Sounds almost like my reference case ;). And I am still super happy with my XBOX One delivering all (!) content in Dolby Surround to the Playbar.

Ingo Seifert, 2015-08-18

I can't remember the last time I put a blu-ray movie in my system that needed DTS. Yes it was fun back in the day of physical media, but I stream 100% of my content so I'm just fine. I still keep my AppleTV because I've used a lot of their content, but once I can get HBO Now on the Xbox One that will probably go out of my system.

Leo Wiggins, 2015-08-18

As a high quality but also high price home theatre solution the playbar is sold as (esp. in combination with a Sub, sold for ~1500 EUR both), the license-cost argument is pretty disappointing for customers assuming that the playbar could be used as one stop output device for existing SAT-Receiver and Bluray Equipment.
In these price regions it is simply lame to use "save licensing costs" as argument.
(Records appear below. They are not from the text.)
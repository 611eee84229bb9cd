use std::str::FromStr;

use chrono::{DateTime, Utc};
use serde::{Deserialize, Serialize};
use utoipa::ToSchema;
use uuid::Uuid;

use crate::detector::{AnalysisResult, DeceptionPattern, analyze_deception_patterns};

/// Number of description characters shown in list views.
pub const SUMMARY_CHARS: usize = 150;

#[derive(Debug, thiserror::Error)]
pub enum CaseError {
    #[error("field '{field}' is required and must not be blank")]
    MissingField { field: &'static str },
    #[error("no audit case with id {0}")]
    NotFound(Uuid),
}

#[derive(Debug, thiserror::Error)]
#[error("unknown severity '{0}' (expected low, medium, high or critical)")]
pub struct ParseSeverityError(String);

#[derive(Debug, Clone, Copy, Default, PartialEq, Eq, Serialize, Deserialize, ToSchema)]
#[serde(rename_all = "kebab-case")]
pub enum CaseType {
    #[default]
    HardwareMismatch,
    AiDeception,
    FalseAdvertising,
    SpecFraud,
    Other,
}

impl CaseType {
    pub fn as_str(self) -> &'static str {
        match self {
            CaseType::HardwareMismatch => "hardware-mismatch",
            CaseType::AiDeception => "ai-deception",
            CaseType::FalseAdvertising => "false-advertising",
            CaseType::SpecFraud => "spec-fraud",
            CaseType::Other => "other",
        }
    }
}

#[derive(Debug, Clone, Copy, Default, PartialEq, Eq, Serialize, Deserialize, ToSchema)]
#[serde(rename_all = "lowercase")]
pub enum Severity {
    Low,
    #[default]
    Medium,
    High,
    Critical,
}

impl Severity {
    pub fn as_str(self) -> &'static str {
        match self {
            Severity::Low => "low",
            Severity::Medium => "medium",
            Severity::High => "high",
            Severity::Critical => "critical",
        }
    }
}

impl FromStr for Severity {
    type Err = ParseSeverityError;

    fn from_str(s: &str) -> Result<Self, Self::Err> {
        match s.trim().to_ascii_lowercase().as_str() {
            "low" => Ok(Severity::Low),
            "medium" => Ok(Severity::Medium),
            "high" => Ok(Severity::High),
            "critical" => Ok(Severity::Critical),
            _ => Err(ParseSeverityError(s.to_string())),
        }
    }
}

#[derive(Debug, Clone, Copy, Default, PartialEq, Eq, Serialize, Deserialize, ToSchema)]
#[serde(rename_all = "lowercase")]
pub enum CaseStatus {
    #[default]
    Open,
    Closed,
}

impl CaseStatus {
    pub fn as_str(self) -> &'static str {
        match self {
            CaseStatus::Open => "open",
            CaseStatus::Closed => "closed",
        }
    }

    pub fn toggled(self) -> Self {
        match self {
            CaseStatus::Open => CaseStatus::Closed,
            CaseStatus::Closed => CaseStatus::Open,
        }
    }
}

/// User-supplied fields of an audit case, as entered on the case form.
/// Empty optional fields are treated the same as absent ones.
#[derive(Debug, Clone, Default, PartialEq, Serialize, Deserialize, ToSchema)]
#[serde(rename_all = "camelCase")]
pub struct NewAuditCase {
    /// Short description of the case (required)
    pub title: String,
    #[serde(default)]
    pub case_type: CaseType,
    /// Detailed description of the issue (required)
    pub description: String,
    /// Store location or website URL
    #[serde(default)]
    pub location: Option<String>,
    /// Retailer or vendor name
    #[serde(default)]
    pub retailer: Option<String>,
    /// Advertised or expected specifications
    #[serde(default)]
    pub expected_specs: Option<String>,
    /// Specifications actually discovered
    #[serde(default)]
    pub actual_specs: Option<String>,
    /// Screenshots, receipts, serial numbers, etc.
    #[serde(default)]
    pub evidence: Option<String>,
    #[serde(default)]
    pub severity: Severity,
    #[serde(default)]
    pub notes: Option<String>,
    #[serde(default)]
    pub failure_timeline: Option<String>,
    /// Statutory sections the case maps to
    #[serde(default)]
    pub acl_sections: Vec<String>,
    /// AI-generated response under review; input to the deception scorer
    #[serde(default)]
    pub ai_response: Option<String>,
    #[serde(default)]
    pub intentionality: Option<String>,
}

/// A stored audit case.
#[derive(Debug, Clone, PartialEq, Serialize, Deserialize, ToSchema)]
#[serde(rename_all = "camelCase")]
pub struct AuditCase {
    /// Case ID (UUIDv7, time-sortable)
    pub id: Uuid,
    pub created_at: DateTime<Utc>,
    #[serde(default)]
    pub status: CaseStatus,
    #[serde(flatten)]
    pub details: NewAuditCase,
    /// Pattern recommended by the scorer, e.g. "safety-hedging"
    #[serde(default)]
    pub deception_pattern: Option<String>,
}

impl AuditCase {
    /// Scores the AI response (missing scores as empty text) and, when a
    /// pattern is detected, records the recommendation on the case.
    pub fn analyze(&mut self, context: Option<&str>) -> AnalysisResult {
        let text = self.details.ai_response.as_deref().unwrap_or_default();
        let analysis = analyze_deception_patterns(text, context);

        if analysis.detected {
            let recommendation = analysis
                .recommendation
                .map_or("none", DeceptionPattern::as_str);
            self.deception_pattern = Some(recommendation.to_string());
            tracing::info!(
                case_id = %self.id,
                pattern = recommendation,
                score = analysis.overall_score,
                "deception pattern recorded"
            );
        }
        analysis
    }
}

/// Partial update; `None` leaves a field unchanged.
#[derive(Debug, Clone, Default, Deserialize, ToSchema)]
#[serde(rename_all = "camelCase")]
pub struct CaseUpdate {
    pub status: Option<CaseStatus>,
    pub severity: Option<Severity>,
    pub deception_pattern: Option<String>,
    pub ai_response: Option<String>,
    pub intentionality: Option<String>,
    pub notes: Option<String>,
}

/// `Some` only for non-empty text. Whitespace-only text is kept.
pub fn non_empty(value: &Option<String>) -> Option<&str> {
    value.as_deref().filter(|v| !v.is_empty())
}

/// Description excerpt for list views.
pub fn case_summary(description: &str) -> String {
    if description.chars().count() > SUMMARY_CHARS {
        let head: String = description.chars().take(SUMMARY_CHARS).collect();
        format!("{head}...")
    } else {
        description.to_string()
    }
}

/// Ordered in-memory case list. Lives only as long as the session.
#[derive(Debug, Default)]
pub struct CaseStore {
    cases: Vec<AuditCase>,
}

impl CaseStore {
    pub fn new() -> Self {
        Self::default()
    }

    pub fn from_cases(cases: Vec<AuditCase>) -> Self {
        Self { cases }
    }

    pub fn cases(&self) -> &[AuditCase] {
        &self.cases
    }

    pub fn into_cases(self) -> Vec<AuditCase> {
        self.cases
    }

    pub fn len(&self) -> usize {
        self.cases.len()
    }

    pub fn is_empty(&self) -> bool {
        self.cases.is_empty()
    }

    pub fn get(&self, id: Uuid) -> Option<&AuditCase> {
        self.cases.iter().find(|c| c.id == id)
    }

    fn get_mut(&mut self, id: Uuid) -> Result<&mut AuditCase, CaseError> {
        self.cases
            .iter_mut()
            .find(|c| c.id == id)
            .ok_or(CaseError::NotFound(id))
    }

    /// Validates and appends a new open case.
    pub fn add(&mut self, new_case: NewAuditCase) -> Result<&AuditCase, CaseError> {
        if new_case.title.trim().is_empty() {
            return Err(CaseError::MissingField { field: "title" });
        }
        if new_case.description.trim().is_empty() {
            return Err(CaseError::MissingField {
                field: "description",
            });
        }

        let case = AuditCase {
            id: Uuid::now_v7(),
            created_at: Utc::now(),
            status: CaseStatus::Open,
            details: new_case,
            deception_pattern: None,
        };
        tracing::info!(case_id = %case.id, case_type = case.details.case_type.as_str(), "audit case created");
        self.cases.push(case);
        Ok(self.cases.last().expect("case was just pushed"))
    }

    pub fn update(&mut self, id: Uuid, update: CaseUpdate) -> Result<&AuditCase, CaseError> {
        let case = self.get_mut(id)?;
        if let Some(status) = update.status {
            case.status = status;
        }
        if let Some(severity) = update.severity {
            case.details.severity = severity;
        }
        if let Some(pattern) = update.deception_pattern {
            case.deception_pattern = Some(pattern);
        }
        if let Some(ai_response) = update.ai_response {
            case.details.ai_response = Some(ai_response);
        }
        if let Some(intentionality) = update.intentionality {
            case.details.intentionality = Some(intentionality);
        }
        if let Some(notes) = update.notes {
            case.details.notes = Some(notes);
        }
        tracing::debug!(case_id = %id, "audit case updated");
        Ok(case)
    }

    /// Flips open/closed and returns the new status.
    pub fn toggle_status(&mut self, id: Uuid) -> Result<CaseStatus, CaseError> {
        let case = self.get_mut(id)?;
        case.status = case.status.toggled();
        Ok(case.status)
    }

    pub fn delete(&mut self, id: Uuid) -> Result<AuditCase, CaseError> {
        let index = self
            .cases
            .iter()
            .position(|c| c.id == id)
            .ok_or(CaseError::NotFound(id))?;
        tracing::info!(case_id = %id, "audit case deleted");
        Ok(self.cases.remove(index))
    }

    /// Runs [`AuditCase::analyze`] on the case with this id.
    pub fn analyze_case(
        &mut self,
        id: Uuid,
        context: Option<&str>,
    ) -> Result<AnalysisResult, CaseError> {
        Ok(self.get_mut(id)?.analyze(context))
    }

    /// Runs [`AuditCase::analyze`] on every case carrying an AI response,
    /// by position, so cases sharing an id are each scored. Returns how many
    /// cases were scored and how many were flagged.
    pub fn analyze_all(&mut self, context: Option<&str>) -> (usize, usize) {
        let mut scored = 0;
        let mut flagged = 0;
        for case in &mut self.cases {
            if non_empty(&case.details.ai_response).is_none() {
                continue;
            }
            scored += 1;
            if case.analyze(context).detected {
                flagged += 1;
            }
        }
        (scored, flagged)
    }
}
Christian Henseler, 2015-08-18

Looks like I wasn't blunt enough. You don't define the product. Sonos does. They decided not to include DTS. You only get to decide what to buy.

Since you seem to need DTS, you will have to look elsewhere.

Volker Weber, 2015-08-18

You also can watch Blu-ray without dts, can you not?

Christian Just, 2015-08-18

I can't even.

Thomas Meyer, 2015-08-18

Isn't dts for DVDs and Dolby Digital for Blu-Ray?
A few years ago, I bought a HDMI receiver that also plays the s/pdif TV output. All wires hidden. Flat KEF speakers. At the start, I ripped some CDs to flac and streamed them to the receiver (using the tablet app). I still have about 100 cds and the same number of optical discs on the shelf. Nowadays music mostly comes from analog radio (over coax cable) although the receiver could do Spotify Premium. No heavy music users here. Movies are streamed using Chromecast while their sound goes to the receiver.

Jan Van Puyvelde, 2015-08-18

Definitely a huge loss of quality / super sound. If you ever compared Dolby (Digital) vs. DTS sound - either on DVD or BluRay - you will decide pro DTS. Nothing better on a (very) good home cinema set.

Sonos has no chance in here. Sonos is good for "let's have some music in the background" - at least for me. But not for big screen DVD / BluRay movies, and / or 5.1 Surround Sound DVD-Audio, i.e. the King Crimson series (remastered by Steven Wilson), or Pet Sounds (The beach boys) on 5.1 Surround DVD-Audio, and many others. Yes, that's not DTS :) But it is simple super sound. And that is what I want. Still keep my vinyls, 78 and 45 records, my CDs, even some tapes and cassettes of the 70s ... if not only for the look and feel. And yes: I can still play them all. And even if these good oldies are not DTS :)

Stephan Perthes, 2015-08-18

Whoever defines the product, Sonos saying it is inconvenient (cost) when it is all software makes the Playbar a product much less good as it could be. This is not about the players primarily, but the Soundbar more than anything. Let me put it this way: Schade. I paid too much to be an inconvenient minority customer to Sonos that is going on their nerves (and yours?). Apple got that right, and better.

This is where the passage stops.